Assigned task = Where the string "InProgress" appears in a line of the material below, copy that line.

Supplied data =
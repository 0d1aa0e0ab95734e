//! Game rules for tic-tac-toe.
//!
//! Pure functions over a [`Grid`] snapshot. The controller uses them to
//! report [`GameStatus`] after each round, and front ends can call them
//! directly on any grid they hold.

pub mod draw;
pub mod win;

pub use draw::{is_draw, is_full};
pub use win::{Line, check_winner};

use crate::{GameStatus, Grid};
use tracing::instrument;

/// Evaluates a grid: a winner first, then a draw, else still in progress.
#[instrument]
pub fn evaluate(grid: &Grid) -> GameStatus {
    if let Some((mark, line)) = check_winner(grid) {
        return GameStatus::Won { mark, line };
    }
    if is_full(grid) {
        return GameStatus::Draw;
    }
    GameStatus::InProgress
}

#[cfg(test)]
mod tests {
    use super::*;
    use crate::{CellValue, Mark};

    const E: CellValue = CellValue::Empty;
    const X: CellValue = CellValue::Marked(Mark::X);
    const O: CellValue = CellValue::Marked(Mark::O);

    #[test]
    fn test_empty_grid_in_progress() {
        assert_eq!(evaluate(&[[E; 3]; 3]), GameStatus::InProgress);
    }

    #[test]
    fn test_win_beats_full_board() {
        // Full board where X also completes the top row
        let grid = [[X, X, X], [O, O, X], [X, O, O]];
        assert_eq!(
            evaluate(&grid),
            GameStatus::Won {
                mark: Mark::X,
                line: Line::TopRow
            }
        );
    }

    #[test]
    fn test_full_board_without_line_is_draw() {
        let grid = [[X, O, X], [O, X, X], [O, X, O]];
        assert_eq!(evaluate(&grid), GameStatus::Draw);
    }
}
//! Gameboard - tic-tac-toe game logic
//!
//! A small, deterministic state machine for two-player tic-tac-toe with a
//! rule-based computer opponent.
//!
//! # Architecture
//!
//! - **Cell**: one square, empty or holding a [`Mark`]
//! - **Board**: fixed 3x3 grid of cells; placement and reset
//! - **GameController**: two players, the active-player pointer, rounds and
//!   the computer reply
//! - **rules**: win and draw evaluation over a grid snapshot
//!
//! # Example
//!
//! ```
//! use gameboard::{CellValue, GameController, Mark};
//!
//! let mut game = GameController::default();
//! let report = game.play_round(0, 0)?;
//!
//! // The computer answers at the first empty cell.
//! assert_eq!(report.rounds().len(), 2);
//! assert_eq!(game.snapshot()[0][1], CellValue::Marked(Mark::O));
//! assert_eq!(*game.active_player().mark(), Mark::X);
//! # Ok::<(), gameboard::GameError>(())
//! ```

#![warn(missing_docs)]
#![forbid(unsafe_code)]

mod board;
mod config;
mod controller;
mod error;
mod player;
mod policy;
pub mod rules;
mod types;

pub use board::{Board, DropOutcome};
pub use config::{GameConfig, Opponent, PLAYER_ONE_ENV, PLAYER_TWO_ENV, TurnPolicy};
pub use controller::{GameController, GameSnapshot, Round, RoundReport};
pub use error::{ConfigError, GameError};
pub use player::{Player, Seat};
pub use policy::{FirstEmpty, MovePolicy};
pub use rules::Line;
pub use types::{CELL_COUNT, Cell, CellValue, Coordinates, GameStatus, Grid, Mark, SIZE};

Exercise result =
    GameStatus::InProgress
        assert_eq!(evaluate(&[[E; 3]; 3]), GameStatus::InProgress);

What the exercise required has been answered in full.